From 1441 to 1786, the abbey was a commandry; its first lay abbot was cardinal Pietro Barbo, later Pope Paul II; in the following centuries he was succeeded in general by members of noble families from the Republic of Venice. In 1818 it returned to the diocese of Concordia and in 1921 it was restored as an abbey.
Although some form of fortification existed from the abbey's very beginnings, a true line of walls was added in the 10th century after the Magyar assault. In 1431 it had up to seven towers, only one of which remains today; this was restored to the current Renaissance appearance by lay abbots Giovanni Michiel and Domenico Grimani (late 15th–early 16th centuries), while in the 18th century a stone bridge replaced the previous drawbridge.

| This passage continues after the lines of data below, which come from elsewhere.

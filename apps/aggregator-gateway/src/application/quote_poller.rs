//! Quote Poller
//!
//! Drives the delivery of a quote's plan list as insurers respond
//! asynchronously upstream. One poll call fetches the quote snapshot,
//! merges it into the running view, hands the merged view to the caller's
//! callback, sleeps, and repeats, for a fixed number of attempts. The
//! attempt bound is the sole normal termination: there is no "all
//! insurers responded" heuristic, because the upstream does not expose
//! one.

use std::sync::Arc;

use thiserror::Error;
use tokio_util::sync::CancellationToken;

use crate::application::ports::QuoteSource;
use crate::config::PollerSettings;
use crate::domain::Quote;
use crate::error::GatewayError;
use crate::observability::metrics;

/// Quote poller errors.
#[derive(Debug, Error)]
pub enum PollError {
    /// A snapshot fetch failed; the poll run is aborted.
    #[error("quote fetch failed on attempt {attempt}: {source}")]
    Fetch {
        /// 1-based attempt number that failed.
        attempt: u32,
        /// Underlying client error.
        #[source]
        source: GatewayError,
    },

    /// The poll was cancelled before any snapshot arrived.
    #[error("quote poll cancelled after {attempts_completed} attempts")]
    Cancelled {
        /// Attempts completed before cancellation.
        attempts_completed: u32,
    },
}

/// Polls quote snapshots until the attempt bound is reached.
#[derive(Debug, Clone)]
pub struct QuotePoller<S: QuoteSource> {
    /// Snapshot source.
    source: Arc<S>,
    /// Attempt bound and inter-attempt delay.
    config: PollerSettings,
}

impl<S: QuoteSource> QuotePoller<S> {
    /// Create a poller over a snapshot source.
    #[must_use]
    pub const fn new(source: Arc<S>, config: PollerSettings) -> Self {
        Self { source, config }
    }

    /// Poll a quote until the attempt bound is reached.
    ///
    /// Each attempt runs strictly in sequence: fetch, merge into the
    /// running snapshot, invoke `on_update` with the merged view, then
    /// sleep the configured interval (skipped after the final attempt).
    /// The callback fires on every successful attempt whether or not the
    /// snapshot changed; callers diff if they care.
    ///
    /// Cancellation is observed during the fetch and during the sleep.
    /// Cancelling after at least one snapshot resolves with the last
    /// merged view; cancelling before any yields `PollError::Cancelled`.
    ///
    /// # Errors
    ///
    /// `PollError::Fetch` on the first fetch failure. The callback is not
    /// invoked for a failed attempt.
    pub async fn poll_quote<F>(
        &self,
        quote_id: &str,
        mut on_update: F,
        cancel: &CancellationToken,
    ) -> Result<Quote, PollError>
    where
        F: FnMut(&Quote) + Send,
    {
        let mut merged: Option<Quote> = None;

        for attempt in 1..=self.config.max_attempts {
            let fetched = tokio::select! {
                () = cancel.cancelled() => {
                    return finish_cancelled(merged, attempt - 1);
                }
                result = self.source.quote_by_id(quote_id) => result,
            };

            let snapshot = fetched.map_err(|source| PollError::Fetch { attempt, source })?;
            metrics::record_quote_poll_attempt();

            if snapshot.id != quote_id {
                tracing::warn!(
                    requested = %quote_id,
                    received = %snapshot.id,
                    "Snapshot id does not match the polled quote"
                );
            }

            let current = match merged.take() {
                Some(previous) => previous.merged_with(snapshot),
                None => snapshot,
            };
            on_update(&current);
            tracing::debug!(
                quote_id = %quote_id,
                attempt = attempt,
                plans = current.plans.len(),
                "Quote poll attempt completed"
            );
            merged = Some(current);

            if attempt < self.config.max_attempts {
                tokio::select! {
                    () = cancel.cancelled() => {
                        return finish_cancelled(merged, attempt);
                    }
                    () = tokio::time::sleep(self.config.interval) => {}
                }
            }
        }

        merged.ok_or(PollError::Cancelled {
            attempts_completed: 0,
        })
    }
}

fn finish_cancelled(merged: Option<Quote>, attempts_completed: u32) -> Result<Quote, PollError> {
    match merged {
        Some(quote) => {
            tracing::info!(
                quote_id = %quote.id,
                attempts = attempts_completed,
                "Quote poll cancelled, resolving with the last snapshot"
            );
            Ok(quote)
        }
        None => Err(PollError::Cancelled { attempts_completed }),
    }
}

The entrance façade is decorated by a late 15th-century fresco with the Lion of St. Mark. Below it is a bas-relief with cardinal Grimani's coat of arms, dated to 1521 and repeated on the left. Further below is an allegory of the Good Government under the Grimani family, attributed to Giovanni Battista Grassi.
The entrance leads to a central court, faced by the abbey's main buildings. These include the bell tower, standing at 33.6 m (110 ft), built in brickwork in the 11th–12th centuries and decorated by a series of arcades. At the side of the tower is a Renaissance portal with a round arch supported by pillars, dating from the Michiel and Grimani restorations.

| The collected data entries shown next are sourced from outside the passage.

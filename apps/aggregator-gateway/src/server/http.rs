//! HTTP/JSON relay server implementation.
//!
//! Same-origin surface consumed by the storefront: a generic `/relay`
//! passthrough to the aggregation API, a service-account `/auth` login
//! endpoint, and health/metrics routes for orchestrators.
//!
//! Relay handlers forward with [`AggregatorHttpClient::relay`] rather than
//! the refresh/replay variant: the browser owns its token lifecycle over
//! this surface, so a 401 passes through to it untouched.

use std::time::Instant;

use axum::{
    Json, Router,
    extract::{Query, State},
    http::StatusCode,
    response::IntoResponse,
    routing::{get, post},
};
use reqwest::Method;
use serde::{Deserialize, Serialize};
use serde_json::{Value, json};
use uuid::Uuid;

use crate::error::GatewayError;
use crate::infrastructure::aggregator::AggregatorHttpClient;
use crate::observability::get_metrics_handle;
use crate::observability::metrics::{self, RefreshTrigger, RelayOutcome};

/// Shared state for the relay server.
#[derive(Clone)]
pub struct GatewayServer {
    client: AggregatorHttpClient,
    started_at: Instant,
}

impl GatewayServer {
    /// Create a new relay server around a configured upstream client.
    #[must_use]
    pub fn new(client: AggregatorHttpClient) -> Self {
        Self {
            client,
            started_at: Instant::now(),
        }
    }
}

/// Create the Axum router with all endpoints.
#[must_use]
pub fn create_router(server: GatewayServer) -> Router {
    Router::new()
        .route("/relay", post(relay_post).get(relay_get))
        .route("/auth", post(service_login))
        .route("/health", get(health_check))
        .route("/metrics", get(metrics_handler))
        .with_state(server)
}

// =============================================================================
// Request / Response Types
// =============================================================================

/// Body of a `POST /relay` call.
#[derive(Debug, Serialize, Deserialize)]
pub struct RelayRequest {
    /// Upstream path, joined onto the configured base URL.
    pub endpoint: String,
    /// JSON payload forwarded as the upstream request body.
    #[serde(default, skip_serializing_if = "Option::is_none")]
    pub data: Option<Value>,
    /// HTTP method name, matched case-insensitively. Defaults to POST.
    #[serde(default, skip_serializing_if = "Option::is_none")]
    pub method: Option<String>,
    /// Caller-supplied bearer token.
    #[serde(default, skip_serializing_if = "Option::is_none")]
    pub token: Option<String>,
}

/// Query parameters of a `GET /relay` call.
#[derive(Debug, Deserialize)]
pub struct RelayQuery {
    /// Upstream path, joined onto the configured base URL.
    pub endpoint: String,
    /// Caller-supplied bearer token.
    #[serde(default)]
    pub token: Option<String>,
}

/// Health check response.
#[derive(Debug, Serialize)]
pub struct HealthResponse {
    /// Always "healthy" while the process is serving requests.
    pub status: &'static str,
    /// Service name.
    pub service: &'static str,
    /// Crate version.
    pub version: &'static str,
    /// Seconds since the server state was created.
    pub uptime_seconds: u64,
}

// =============================================================================
// Handlers
// =============================================================================

/// Relay a storefront call to the aggregation API.
async fn relay_post(
    State(server): State<GatewayServer>,
    Json(req): Json<RelayRequest>,
) -> Result<(StatusCode, Json<Value>), ApiError> {
    let method = parse_relay_method(req.method.as_deref()).map_err(|err| {
        // Caller strings are unbounded, so the label stays fixed.
        metrics::record_relay_request("invalid", RelayOutcome::InvalidMethod);
        err
    })?;

    forward(
        &server,
        &req.endpoint,
        method,
        req.data.as_ref(),
        req.token.as_deref(),
    )
    .await
}

/// Read-only relay variant for upstream GET endpoints.
async fn relay_get(
    State(server): State<GatewayServer>,
    Query(query): Query<RelayQuery>,
) -> Result<(StatusCode, Json<Value>), ApiError> {
    forward(
        &server,
        &query.endpoint,
        Method::GET,
        None,
        query.token.as_deref(),
    )
    .await
}

/// Log in with the server-side service account and return the upstream
/// login body, `accessToken` included.
async fn service_login(
    State(server): State<GatewayServer>,
) -> Result<Json<Value>, ApiError> {
    metrics::record_auth_refresh(RefreshTrigger::Manual);

    let body = server.client.login().await.map_err(ApiError::from_error)?;
    Ok(Json(body))
}

/// Health check endpoint.
async fn health_check(State(server): State<GatewayServer>) -> Json<HealthResponse> {
    Json(HealthResponse {
        status: "healthy",
        service: env!("CARGO_PKG_NAME"),
        version: env!("CARGO_PKG_VERSION"),
        uptime_seconds: server.started_at.elapsed().as_secs(),
    })
}

async fn metrics_handler() -> impl IntoResponse {
    get_metrics_handle().map_or_else(
        || {
            (
                StatusCode::SERVICE_UNAVAILABLE,
                [("content-type", "text/plain")],
                "Metrics not initialized".to_string(),
            )
        },
        |handle| {
            let body = handle.render();
            (
                StatusCode::OK,
                [("content-type", "text/plain; version=0.0.4; charset=utf-8")],
                body,
            )
        },
    )
}

// =============================================================================
// Relay Plumbing
// =============================================================================

/// Forward one call upstream and translate the result into an HTTP reply.
///
/// Upstream statuses pass through verbatim, 401 included. Only failures
/// that never produced an upstream reply (configuration, transport) become
/// the gateway's own 500 envelope.
async fn forward(
    server: &GatewayServer,
    endpoint: &str,
    method: Method,
    data: Option<&Value>,
    token: Option<&str>,
) -> Result<(StatusCode, Json<Value>), ApiError> {
    let request_id = Uuid::new_v4();
    tracing::debug!(%request_id, endpoint, method = %method, "Relaying upstream call");

    let response = server
        .client
        .relay(endpoint, method.clone(), data, token)
        .await
        .map_err(|err| {
            let outcome = match &err {
                GatewayError::Configuration { .. } => RelayOutcome::ConfigRejected,
                _ => RelayOutcome::TransportFailed,
            };
            metrics::record_relay_request(method.as_str(), outcome);
            tracing::warn!(%request_id, error = %err, "Relay failed before an upstream reply");
            ApiError::from_error(err)
        })?;

    metrics::record_relay_request(method.as_str(), RelayOutcome::Relayed);
    tracing::debug!(%request_id, status = response.status, "Relay completed");

    let mut body = response.body;
    if response.status == 403 {
        enrich_forbidden_body(&mut body, endpoint, token.is_some());
    }

    let status = StatusCode::from_u16(response.status).unwrap_or(StatusCode::BAD_GATEWAY);
    Ok((status, Json(body)))
}

/// Resolve the method string of a relay request.
fn parse_relay_method(raw: Option<&str>) -> Result<Method, ApiError> {
    let Some(raw) = raw else {
        return Ok(Method::POST);
    };

    match raw.to_ascii_uppercase().as_str() {
        "GET" => Ok(Method::GET),
        "POST" => Ok(Method::POST),
        "PUT" => Ok(Method::PUT),
        "PATCH" => Ok(Method::PATCH),
        "DELETE" => Ok(Method::DELETE),
        "HEAD" => Ok(Method::HEAD),
        other => Err(ApiError::bad_request(format!(
            "unsupported relay method: {other}"
        ))),
    }
}

/// Add diagnostic fields to a 403 body. Object bodies only, and upstream
/// fields win over the injected ones.
fn enrich_forbidden_body(body: &mut Value, endpoint: &str, token_attached: bool) {
    let Some(fields) = body.as_object_mut() else {
        return;
    };

    fields.entry("message").or_insert_with(|| {
        Value::String("Access denied by the aggregation API".to_string())
    });
    fields.entry("details").or_insert_with(|| {
        json!({
            "endpoint": endpoint,
            "token_attached": token_attached,
            "hint": "verify the configured origin header is allow-listed upstream",
        })
    });
}

// =============================================================================
// Error Mapping
// =============================================================================

/// API error rendered as the gateway's JSON error envelope.
#[derive(Debug)]
pub struct ApiError {
    status: StatusCode,
    message: String,
}

impl ApiError {
    /// Create from a gateway error, mapping the variant to an HTTP status.
    #[must_use]
    pub fn from_error(error: GatewayError) -> Self {
        let status = match &error {
            GatewayError::Upstream { status, .. } => {
                StatusCode::from_u16(*status).unwrap_or(StatusCode::BAD_GATEWAY)
            }
            GatewayError::Unauthorized { .. } => StatusCode::UNAUTHORIZED,
            GatewayError::Configuration { .. }
            | GatewayError::Authentication { .. }
            | GatewayError::Transport(_) => StatusCode::INTERNAL_SERVER_ERROR,
        };

        Self {
            status,
            message: error.envelope_message(),
        }
    }

    /// Create a bad request error.
    #[must_use]
    pub fn bad_request(message: impl Into<String>) -> Self {
        Self {
            status: StatusCode::BAD_REQUEST,
            message: message.into(),
        }
    }
}

impl From<GatewayError> for ApiError {
    fn from(error: GatewayError) -> Self {
        Self::from_error(error)
    }
}

impl IntoResponse for ApiError {
    fn into_response(self) -> axum::response::Response {
        let body = json!({
            "error": self.message,
            "status": self.status.as_u16(),
        });

        (self.status, Json(body)).into_response()
    }
}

West of the bell tower is the Palazzo della Cancelleria ("Chancellor's Palace"), built in brickwork in the 12th–13th centuries, with a height of 9 m (30 ft). In front of it is the Abbot's Residence, featuring coats of arms of several lay abbots, including Giovanni Alberto Badoer, Carlo Pio di Savoia-Carpi, Girolamo Colonna di Sciarra and Giovanni Cornaro. This edifice is the current town hall of Sesto al Reghena.
The church has a vestibule dating from Pietro Barbo's period, with two fresco cycles of the Paradise (southern wall) and Inferno (northern wall) by Antonio da Firenze and Pellegrino da San Daniele. Under the church is a crypt supported by twenty columns, some of which are ancient spolia. At the center of the crypt is the Urn of St. Anastasia, formed by a single marble block of Greek origin; it was realized by Cividale masters in the 8th century, and has decorations with flowers, crosses, arches, tondoes and rose motifs. The crypt also houses, in two apses, a Pietà of Austrian origin (early 15th century) and an Annunciation sculpted in Slovenian marble showing Byzantine influences, dating from the late 13th–early 14th century.